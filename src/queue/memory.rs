//! In-memory implementation of the queue client.
//!
//! Behaves like a single SQS region: visibility timeouts hide received messages,
//! every receipt handle invalidates the previous one, and queues with a redrive
//! policy move a message to their dead-letter queue once it has been received
//! `max_receive_count` times without being deleted. Primarily used for testing
//! and local development.

use std::{
    collections::HashMap,
    sync::{
        atomic::{AtomicBool, AtomicU64, Ordering},
        Arc, Mutex, MutexGuard, PoisonError,
    },
    time::Duration,
};

use futures_util::future::BoxFuture;
use tokio::{sync::Notify, time::Instant};
use url::Url;
use uuid::Uuid;

use crate::error::Error;

use super::{check_size, QueueClient, ReceiveOptions, ReceivedMessage, SendReceipt};

/// Moves messages to `dead_letter_queue` after `max_receive_count` receives.
#[derive(Debug, Clone, PartialEq, Eq)]
pub struct RedrivePolicy {
    pub dead_letter_queue: Url,
    pub max_receive_count: u32,
}

/// Point-in-time view of a message held by the broker.
#[derive(Debug, Clone, PartialEq)]
pub struct QueuedMessage {
    pub message_id: String,
    pub body: String,
    pub attributes: HashMap<String, String>,
    pub receive_count: u32,
}

struct StoredMessage {
    message_id: String,
    body: String,
    attributes: HashMap<String, String>,
    receive_count: u32,
    visible_at: Instant,
    receipt_handle: Option<String>,
}

#[derive(Default)]
struct QueueState {
    messages: Vec<StoredMessage>,
    redrive: Option<RedrivePolicy>,
}

#[derive(Default)]
struct Inner {
    queues: Mutex<HashMap<Url, QueueState>>,
    arrivals: Notify,
    receipts: AtomicU64,
    unavailable: AtomicBool,
}

/// Thread-safe in-memory broker. Clones share the same queues.
#[derive(Clone, Default)]
pub struct InMemoryBroker {
    inner: Arc<Inner>,
}

impl InMemoryBroker {
    /// Creates a broker with no queues.
    pub fn new() -> Self {
        Self::default()
    }

    fn queues(&self) -> MutexGuard<'_, HashMap<Url, QueueState>> {
        self.inner
            .queues
            .lock()
            .unwrap_or_else(PoisonError::into_inner)
    }

    /// Creates a queue. Creating an existing queue is a no-op.
    pub fn create_queue(&self, queue: &Url) {
        self.queues().entry(queue.clone()).or_default();
    }

    /// Creates a queue whose unacknowledged messages are redriven to a
    /// dead-letter queue. The dead-letter queue is created if missing.
    pub fn create_queue_with_redrive(&self, queue: &Url, redrive: RedrivePolicy) {
        let mut queues = self.queues();
        queues.entry(redrive.dead_letter_queue.clone()).or_default();
        queues.entry(queue.clone()).or_default().redrive = Some(redrive);
    }

    /// Simulates broker unavailability: while set, receive and send fail.
    pub fn set_unavailable(&self, unavailable: bool) {
        self.inner.unavailable.store(unavailable, Ordering::SeqCst);
    }

    /// All messages currently held by `queue`, visible or not.
    pub fn peek(&self, queue: &Url) -> Vec<QueuedMessage> {
        self.queues()
            .get(queue)
            .map(|state| {
                state
                    .messages
                    .iter()
                    .map(|m| QueuedMessage {
                        message_id: m.message_id.clone(),
                        body: m.body.clone(),
                        attributes: m.attributes.clone(),
                        receive_count: m.receive_count,
                    })
                    .collect()
            })
            .unwrap_or_default()
    }

    /// Number of messages held by `queue`.
    pub fn depth(&self, queue: &Url) -> usize {
        self.queues()
            .get(queue)
            .map(|state| state.messages.len())
            .unwrap_or(0)
    }

    fn is_unavailable(&self) -> bool {
        self.inner.unavailable.load(Ordering::SeqCst)
    }

    fn next_receipt(&self, message_id: &str) -> String {
        let n = self.inner.receipts.fetch_add(1, Ordering::Relaxed);
        format!("{message_id}:{n}")
    }

    /// One non-blocking receive attempt. Returns the messages handed out and the
    /// instant at which the next hidden message becomes visible, if any.
    fn try_receive(
        &self,
        queue: &Url,
        options: ReceiveOptions,
        now: Instant,
    ) -> Result<(Vec<ReceivedMessage>, Option<Instant>), Error> {
        let mut queues = self.queues();

        let redrive = queues
            .get(queue)
            .ok_or_else(|| Error::queue_not_found(queue))?
            .redrive
            .clone();

        let max = usize::try_from(options.max_messages.max(1)).unwrap_or(1);
        let visibility = Duration::from_secs(u64::try_from(options.visibility_timeout).unwrap_or(0));

        let mut received = Vec::new();
        let mut dead = Vec::new();
        let mut next_visible: Option<Instant> = None;

        let Some(state) = queues.get_mut(queue) else {
            return Err(Error::queue_not_found(queue));
        };

        let mut i = 0;
        while i < state.messages.len() {
            let message = &mut state.messages[i];

            if message.visible_at > now {
                next_visible = Some(match next_visible {
                    Some(at) => at.min(message.visible_at),
                    None => message.visible_at,
                });
                i += 1;
                continue;
            }

            if let Some(policy) = &redrive {
                if message.receive_count >= policy.max_receive_count {
                    dead.push(state.messages.remove(i));
                    continue;
                }
            }

            if received.len() >= max {
                i += 1;
                continue;
            }

            message.receive_count += 1;
            message.visible_at = now + visibility;

            let receipt_handle = self.next_receipt(&message.message_id);
            message.receipt_handle = Some(receipt_handle.clone());

            received.push(ReceivedMessage {
                message_id: message.message_id.clone(),
                receipt_handle,
                body: message.body.clone(),
                attributes: message.attributes.clone(),
                receive_count: message.receive_count,
            });

            if !visibility.is_zero() {
                next_visible = Some(match next_visible {
                    Some(at) => at.min(message.visible_at),
                    None => message.visible_at,
                });
            }

            i += 1;
        }

        if let Some(policy) = redrive {
            if !dead.is_empty() {
                let dlq = queues.entry(policy.dead_letter_queue).or_default();
                for mut message in dead {
                    tracing::debug!(
                        message.id = %message.message_id,
                        receive_count = message.receive_count,
                        "Redriving message to dead-letter queue"
                    );
                    message.receive_count = 0;
                    message.visible_at = now;
                    message.receipt_handle = None;
                    dlq.messages.push(message);
                }
                self.inner.arrivals.notify_waiters();
            }
        }

        Ok((received, next_visible))
    }
}

impl QueueClient for InMemoryBroker {
    fn receive<'a>(
        &'a self,
        queue: &'a Url,
        options: ReceiveOptions,
    ) -> BoxFuture<'a, Result<Vec<ReceivedMessage>, Error>> {
        Box::pin(async move {
            let wait = Duration::from_secs(u64::try_from(options.wait_seconds).unwrap_or(0));
            let deadline = Instant::now() + wait;

            loop {
                if self.is_unavailable() {
                    return Err(Error::receive(queue, eyre::eyre!("broker unavailable")));
                }

                // Registered before checking so a concurrent send cannot be missed.
                let arrival = self.inner.arrivals.notified();

                let now = Instant::now();
                let (received, next_visible) = self.try_receive(queue, options, now)?;

                if !received.is_empty() || now >= deadline {
                    return Ok(received);
                }

                let wake_at = next_visible.map_or(deadline, |at| at.min(deadline));

                let _ = tokio::time::timeout_at(wake_at, arrival).await;
            }
        })
    }

    fn send<'a>(
        &'a self,
        queue: &'a Url,
        body: String,
        attributes: HashMap<String, String>,
    ) -> BoxFuture<'a, Result<SendReceipt, Error>> {
        Box::pin(async move {
            check_size(&body, &attributes)?;

            if self.is_unavailable() {
                return Err(Error::delivery(queue, eyre::eyre!("broker unavailable")));
            }

            let message_id = Uuid::now_v7().to_string();

            {
                let mut queues = self.queues();
                let state = queues
                    .get_mut(queue)
                    .ok_or_else(|| Error::queue_not_found(queue))?;

                state.messages.push(StoredMessage {
                    message_id: message_id.clone(),
                    body,
                    attributes,
                    receive_count: 0,
                    visible_at: Instant::now(),
                    receipt_handle: None,
                });
            }

            self.inner.arrivals.notify_waiters();

            Ok(SendReceipt { message_id })
        })
    }

    fn delete<'a>(
        &'a self,
        queue: &'a Url,
        receipt_handle: &'a str,
    ) -> BoxFuture<'a, Result<(), Error>> {
        Box::pin(async move {
            let mut queues = self.queues();
            let state = queues
                .get_mut(queue)
                .ok_or_else(|| Error::queue_not_found(queue))?;

            let position = state
                .messages
                .iter()
                .position(|m| m.receipt_handle.as_deref() == Some(receipt_handle))
                .ok_or_else(|| {
                    Error::delete(
                        queue,
                        eyre::eyre!("receipt handle {receipt_handle} is stale or unknown"),
                    )
                })?;

            state.messages.remove(position);

            Ok(())
        })
    }
}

^^^^^^^^

# EXERCISE:
What lines of the data contain the string "SendReceipt"? List them.

# FINISHED TASK:
use super::{check_size, QueueClient, ReceiveOptions, ReceivedMessage, SendReceipt};
    ) -> BoxFuture<'a, Result<SendReceipt, Error>> {
            Ok(SendReceipt { message_id })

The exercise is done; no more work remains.